É possível o ser humano transmitir a doença?

 

Tanto o animal como o ser humano podem transmitir a doença. Existem duas formas de leishmaniose, a chamada zoonótica e antroponótica. A zoonótica é quando a transmissão é feita entre o ser humano e animais e animal com ser humano, quer dizer, uma via de mão dupla. Existe a antroponótica que é aquela em que o hospedeiro, principal transmissor é o ser humano, é o que acontece, por exemplo, na Índia.

 

No mundo nós temos 400 mil casos de leishmaniose aproximadamente por ano.

 

No Brasil, nós temos 4.000, ou seja, 1 % desse total. A Índia tem sozinha aproximadamente 260mil casos de leishmaniose visceral por ano. Na Índia a leishmaniose não é zoonótica, ou seja, não há participação do cachorro, simplesmente do ser humano, ela é antroponótica.

 

O ser humano pode transmitir a doença?

 

Pode sim. Tanto o ser humano como o animal, quanto mais infectado, maior a possibilidade de transmitir a doença.
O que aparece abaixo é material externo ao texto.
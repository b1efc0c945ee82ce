//! Error types for Tensores
//!
//! This module defines all error types used throughout the library.

use std::path::PathBuf;

use thiserror::Error;

/// Result type alias for Tensores operations
pub type Result<T> = std::result::Result<T, TensoresError>;

/// Error type for all Tensores operations
#[derive(Error, Debug, Clone, PartialEq)]
pub enum TensoresError {
    /// Invalid argument passed to a loader or builder
    #[error("Invalid argument: {reason}")]
    InvalidArgument {
        /// Reason for invalidity
        reason: String,
    },

    /// File could not be opened
    #[error("File not found: {}", path.display())]
    FileNotFound {
        /// Path that failed to open
        path: PathBuf,
    },

    /// File I/O failure during read or write
    #[error("Failed to read '{}': {message}", path.display())]
    FileRead {
        /// Path being read
        path: PathBuf,
        /// Underlying I/O error message
        message: String,
    },

    /// Container prefix or JSON header violates the format contract
    #[error("Invalid header: {reason}")]
    InvalidHeader {
        /// Reason the header was rejected
        reason: String,
    },

    /// JSON reader failure with the byte offset of the first error
    #[error("JSON parse error at byte {offset}: {message}")]
    JsonParse {
        /// Byte offset into the header where parsing failed
        offset: usize,
        /// Parser diagnostic
        message: String,
    },

    /// Tensor descriptor is missing a required field
    #[error("Tensor '{name}': missing field '{field}'")]
    MissingField {
        /// Tensor name
        name: String,
        /// Name of the missing field
        field: String,
    },

    /// Tensor descriptor names a dtype outside the closed set
    #[error("Tensor '{name}': unknown dtype '{dtype}'")]
    UnknownDtype {
        /// Tensor name
        name: String,
        /// The unrecognized dtype string
        dtype: String,
    },

    /// Tensor shape exceeds the dimension limit
    #[error("Tensor '{name}': too many dimensions ({ndim}, max {max})")]
    TooManyDims {
        /// Tensor name
        name: String,
        /// Number of dimensions in the header
        ndim: usize,
        /// Maximum allowed dimensions
        max: usize,
    },

    /// Tensor `data_offsets` field is malformed or mismatched with emptiness
    #[error("Tensor '{name}': invalid data_offsets: {reason}")]
    BadOffsets {
        /// Tensor name
        name: String,
        /// Reason the offsets were rejected
        reason: String,
    },

    /// Two tensors share a name
    #[error("Duplicate tensor name '{name}'")]
    DuplicateName {
        /// The duplicated name
        name: String,
    },

    /// Tensor offsets do not match the payload or the descriptor byte size
    #[error("Tensor '{name}': {reason}")]
    InvalidTensor {
        /// Tensor name
        name: String,
        /// Reason validation failed
        reason: String,
    },

    /// Typed extraction requested a different dtype than the tensor carries
    #[error("Tensor '{name}' has dtype {actual}, expected {expected}")]
    DtypeMismatch {
        /// Tensor name
        name: String,
        /// Dtype the caller asked for
        expected: String,
        /// Dtype stored in the descriptor
        actual: String,
    },

    /// Lookup key is absent
    #[error("Key '{key}' not found")]
    KeyNotFound {
        /// The missing key
        key: String,
    },

    /// File I/O failure during write
    #[error("Failed to write '{}': {message}", path.display())]
    FileWrite {
        /// Path being written
        path: PathBuf,
        /// Underlying I/O error message
        message: String,
    },

    /// Memory mapping syscall failure
    #[error("mmap failed: {message}")]
    MmapFailed {
        /// OS error message
        message: String,
    },

    /// Memory mapping is unavailable on this target
    #[error("mmap not supported on this platform")]
    MmapUnsupported,
}

#[cfg(test)]
mod tests {
    use super::*;

    #[test]
    fn test_error_display() {
        let err = TensoresError::UnknownDtype {
            name: "weight".to_string(),
            dtype: "F4".to_string(),
        };
        assert!(err.to_string().contains("unknown dtype 'F4'"));
        assert!(err.to_string().contains("weight"));
    }

    #[test]
    fn test_json_parse_offset_in_message() {
        let err = TensoresError::JsonParse {
            offset: 17,
            message: "Expected ':' after key".to_string(),
        };
        assert!(err.to_string().contains("byte 17"));
    }

    #[test]
    fn test_error_equality() {
        let err1 = TensoresError::InvalidHeader {
            reason: "Header size too small".to_string(),
        };
        let err2 = TensoresError::InvalidHeader {
            reason: "Header size too small".to_string(),
        };
        assert_eq!(err1, err2);
    }
}
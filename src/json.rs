//! Minimal JSON reader for the safetensors header
//!
//! The header grammar only needs objects, arrays, strings, numbers and the
//! three literals, but it is untrusted input, so the reader is strict where
//! it matters: control characters inside strings, invalid `\u` escapes,
//! duplicate object keys, unterminated strings and unclosed containers are
//! all hard errors, reported with the byte offset of the failure.
//!
//! Objects preserve insertion order (the tensor directory order is the
//! header order). Numbers are exposed as `f64`; the header validator casts
//! them to integers where the field is integral. The tree owns all of its
//! strings, so the input buffer may be unmapped as soon as parsing returns.
//!
//! Bytes after the root value are the caller's concern and are not
//! inspected.

use crate::error::{Result, TensoresError};

/// A parsed JSON value
#[derive(Debug, Clone, PartialEq)]
pub enum JsonValue {
    /// `null`
    Null,
    /// `true` / `false`
    Bool(bool),
    /// Any JSON number, held as an IEEE double
    Number(f64),
    /// String with escapes resolved to UTF-8
    String(String),
    /// Ordered array
    Array(Vec<JsonValue>),
    /// Object as ordered key/value pairs (insertion order preserved)
    Object(Vec<(String, JsonValue)>),
}

impl JsonValue {
    /// Look up a key in an object. Returns `None` for non-objects and
    /// missing keys.
    #[must_use]
    pub fn get(&self, key: &str) -> Option<&JsonValue> {
        match self {
            JsonValue::Object(pairs) => {
                pairs.iter().find(|(k, _)| k == key).map(|(_, v)| v)
            }
            _ => None,
        }
    }

    /// String payload, if this is a string
    #[must_use]
    pub fn as_str(&self) -> Option<&str> {
        match self {
            JsonValue::String(s) => Some(s),
            _ => None,
        }
    }

    /// Numeric payload, if this is a number
    #[must_use]
    pub fn as_f64(&self) -> Option<f64> {
        match self {
            JsonValue::Number(n) => Some(*n),
            _ => None,
        }
    }

    /// Array items, if this is an array
    #[must_use]
    pub fn as_array(&self) -> Option<&[JsonValue]> {
        match self {
            JsonValue::Array(items) => Some(items),
            _ => None,
        }
    }

    /// Object pairs in insertion order, if this is an object
    #[must_use]
    pub fn as_object(&self) -> Option<&[(String, JsonValue)]> {
        match self {
            JsonValue::Object(pairs) => Some(pairs),
            _ => None,
        }
    }
}

/// Parse a single JSON value from `input`.
///
/// # Errors
///
/// Returns [`TensoresError::JsonParse`] with the byte offset of the first
/// failure.
pub fn parse(input: &[u8]) -> Result<JsonValue> {
    let mut parser = Parser { input, pos: 0 };
    parser.parse_value()
}

struct Parser<'a> {
    input: &'a [u8],
    pos: usize,
}

impl Parser<'_> {
    fn error(&self, message: impl Into<String>) -> TensoresError {
        TensoresError::JsonParse {
            offset: self.pos,
            message: message.into(),
        }
    }

    fn peek(&self) -> Option<u8> {
        self.input.get(self.pos).copied()
    }

    fn skip_whitespace(&mut self) {
        while let Some(c) = self.peek() {
            if c == b' ' || c == b'\t' || c == b'\n' || c == b'\r' {
                self.pos += 1;
            } else {
                break;
            }
        }
    }

    fn match_literal(&mut self, lit: &[u8]) -> bool {
        if self.input[self.pos..].starts_with(lit) {
            self.pos += lit.len();
            true
        } else {
            false
        }
    }

    fn parse_value(&mut self) -> Result<JsonValue> {
        self.skip_whitespace();

        match self.peek() {
            None => Err(self.error("Unexpected end of input")),
            Some(b'n') if self.match_literal(b"null") => Ok(JsonValue::Null),
            Some(b't') if self.match_literal(b"true") => Ok(JsonValue::Bool(true)),
            Some(b'f') if self.match_literal(b"false") => Ok(JsonValue::Bool(false)),
            Some(b'"') => Ok(JsonValue::String(self.parse_string()?)),
            Some(b'[') => self.parse_array(),
            Some(b'{') => self.parse_object(),
            Some(c) if c == b'-' || c.is_ascii_digit() => self.parse_number(),
            Some(_) => Err(self.error("Invalid JSON value")),
        }
    }

    fn hex_digit(&self) -> Option<u32> {
        match self.peek()? {
            c @ b'0'..=b'9' => Some(u32::from(c - b'0')),
            c @ b'a'..=b'f' => Some(10 + u32::from(c - b'a')),
            c @ b'A'..=b'F' => Some(10 + u32::from(c - b'A')),
            _ => None,
        }
    }

    fn parse_hex4(&mut self) -> Result<u32> {
        let mut code = 0u32;
        for _ in 0..4 {
            let digit = self
                .hex_digit()
                .ok_or_else(|| self.error("Invalid unicode escape"))?;
            code = (code << 4) | digit;
            self.pos += 1;
        }
        Ok(code)
    }

    /// `\uXXXX`, positioned just after the `u`. Handles surrogate pairs.
    fn parse_unicode_escape(&mut self, out: &mut Vec<u8>) -> Result<()> {
        let mut codepoint = self.parse_hex4()?;

        if (0xD800..=0xDBFF).contains(&codepoint) {
            if !self.match_literal(b"\\u") {
                return Err(self.error("Lone high surrogate in unicode escape"));
            }
            let low = self.parse_hex4()?;
            if !(0xDC00..=0xDFFF).contains(&low) {
                return Err(self.error("Invalid low surrogate in unicode escape"));
            }
            codepoint = 0x10000 + ((codepoint - 0xD800) << 10) + (low - 0xDC00);
        } else if (0xDC00..=0xDFFF).contains(&codepoint) {
            return Err(self.error("Lone low surrogate in unicode escape"));
        }

        let ch = char::from_u32(codepoint)
            .ok_or_else(|| self.error("Invalid unicode codepoint"))?;
        out.extend_from_slice(ch.encode_utf8(&mut [0u8; 4]).as_bytes());
        Ok(())
    }

    fn parse_string(&mut self) -> Result<String> {
        if self.peek() != Some(b'"') {
            return Err(self.error("Expected '\"'"));
        }
        self.pos += 1;

        let mut out = Vec::new();
        loop {
            let c = match self.peek() {
                Some(c) => c,
                None => return Err(self.error("Unterminated string")),
            };

            match c {
                b'"' => {
                    self.pos += 1;
                    return String::from_utf8(out)
                        .map_err(|_| self.error("Invalid UTF-8 in string"));
                }
                c if c < 0x20 => {
                    return Err(self.error("Invalid control character in string"));
                }
                b'\\' => {
                    self.pos += 1;
                    let esc = match self.peek() {
                        Some(e) => e,
                        None => return Err(self.error("Unexpected end of string")),
                    };
                    self.pos += 1;
                    match esc {
                        b'"' => out.push(b'"'),
                        b'\\' => out.push(b'\\'),
                        b'/' => out.push(b'/'),
                        b'b' => out.push(0x08),
                        b'f' => out.push(0x0C),
                        b'n' => out.push(b'\n'),
                        b'r' => out.push(b'\r'),
                        b't' => out.push(b'\t'),
                        b'u' => self.parse_unicode_escape(&mut out)?,
                        _ => return Err(self.error("Invalid escape character")),
                    }
                }
                _ => {
                    out.push(c);
                    self.pos += 1;
                }
            }
        }
    }

    fn parse_number(&mut self) -> Result<JsonValue> {
        let start = self.pos;

        if self.peek() == Some(b'-') {
            self.pos += 1;
        }

        match self.peek() {
            Some(b'0') => self.pos += 1,
            Some(c) if c.is_ascii_digit() => {
                while self.peek().is_some_and(|c| c.is_ascii_digit()) {
                    self.pos += 1;
                }
            }
            _ => return Err(self.error("Invalid number")),
        }

        if self.peek() == Some(b'.') {
            self.pos += 1;
            if !self.peek().is_some_and(|c| c.is_ascii_digit()) {
                return Err(self.error("Invalid number"));
            }
            while self.peek().is_some_and(|c| c.is_ascii_digit()) {
                self.pos += 1;
            }
        }

        if matches!(self.peek(), Some(b'e' | b'E')) {
            self.pos += 1;
            if matches!(self.peek(), Some(b'+' | b'-')) {
                self.pos += 1;
            }
            if !self.peek().is_some_and(|c| c.is_ascii_digit()) {
                return Err(self.error("Invalid number exponent"));
            }
            while self.peek().is_some_and(|c| c.is_ascii_digit()) {
                self.pos += 1;
            }
        }

        // The grammar above only admits ASCII digits, sign, dot, exponent
        let text = std::str::from_utf8(&self.input[start..self.pos])
            .map_err(|_| self.error("Invalid number"))?;
        let value: f64 = text.parse().map_err(|_| self.error("Invalid number"))?;
        Ok(JsonValue::Number(value))
    }

    fn parse_array(&mut self) -> Result<JsonValue> {
        self.pos += 1; // consume '['
        let mut items = Vec::new();

        self.skip_whitespace();
        if self.peek() == Some(b']') {
            self.pos += 1;
            return Ok(JsonValue::Array(items));
        }

        loop {
            items.push(self.parse_value()?);
            self.skip_whitespace();

            match self.peek() {
                Some(b']') => {
                    self.pos += 1;
                    return Ok(JsonValue::Array(items));
                }
                Some(b',') => {
                    self.pos += 1;
                    self.skip_whitespace();
                }
                Some(_) => return Err(self.error("Expected ',' or ']' in array")),
                None => return Err(self.error("Unexpected end of array")),
            }
        }
    }

    fn parse_object(&mut self) -> Result<JsonValue> {
        self.pos += 1; // consume '{'
        let mut pairs: Vec<(String, JsonValue)> = Vec::new();

        self.skip_whitespace();
        if self.peek() == Some(b'}') {
            self.pos += 1;
            return Ok(JsonValue::Object(pairs));
        }

        loop {
            self.skip_whitespace();
            if self.peek() != Some(b'"') {
                return Err(self.error("Expected string key in object"));
            }
            let key = self.parse_string()?;

            if pairs.iter().any(|(k, _)| *k == key) {
                return Err(self.error(format!("Duplicate key '{key}' in object")));
            }

            self.skip_whitespace();
            if self.peek() != Some(b':') {
                return Err(self.error("Expected ':' after key"));
            }
            self.pos += 1;

            let value = self.parse_value()?;
            pairs.push((key, value));

            self.skip_whitespace();
            match self.peek() {
                Some(b'}') => {
                    self.pos += 1;
                    return Ok(JsonValue::Object(pairs));
                }
                Some(b',') => self.pos += 1,
                Some(_) => return Err(self.error("Expected ',' or '}' in object")),
                None => return Err(self.error("Unexpected end of object")),
            }
        }
    }
}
Por isso o tratamento tem essa eficácia de controle, ele reduz a carga parasitária, diminui o número de parasitas no animal, mas não pode ser usado como única terapia, tem que ser usado também o uso de repelentes constantes no animal e a dedetização e controle ambiental dos mosquitos no local onde tem o animal doente ou a pessoa doente.

 

O cão tratado é um transmissor ou portador?

 

São conceitos diferentes. O transmissor é aquele que é capaz de transmitir a doença, quanto mais sintoma tem animal, maior o risco dele transmitir. Posso ter um animal que é um transmissor e ter um animal que pode simplesmente ser um portador e não um transmissor. Acontece que, quanto menos sintomas há menor o índice o índice de transmissão desse animal. Voltamos à história, o tratamento se justifica por que diminui a carga parasitária, diminui o risco de transmissão e se você alia às técnicas sabidamente conhecidas e eficazes como o uso de coleira e repelentes, o índice de picadas diminui até 95%. Então voltamos de novo à mesma história, tratar o animal, usar repelente no animal e desinsetização do ambiente.

 

Retornando ao tema tratamento para que fique bem esclarecido ao leitor. Na Europa e em outros países os cães são tratados. Por que é proibido no Brasil?

 

Tratamento não é proibido no Brasil, o problema é que se quer dar interpretação da proibição. Primeiro, proibição de tratamento tem que ser mediante lei. O que existe é uma portaria restringindo o uso de medicamentos. No caso, por exemplo, da tuberculose, existe uma lei de 1942, que proíbe o tratamento de animais com tuberculose, mas em 1942 não existia ainda comercialmente a penicilina, então não tinha mesmo como tratar. Precisamos fazer uma interpretação mais moderna dessas leis antigas. Essas leis não foram recepcionadas pela constituição, então não existe proibição ainda.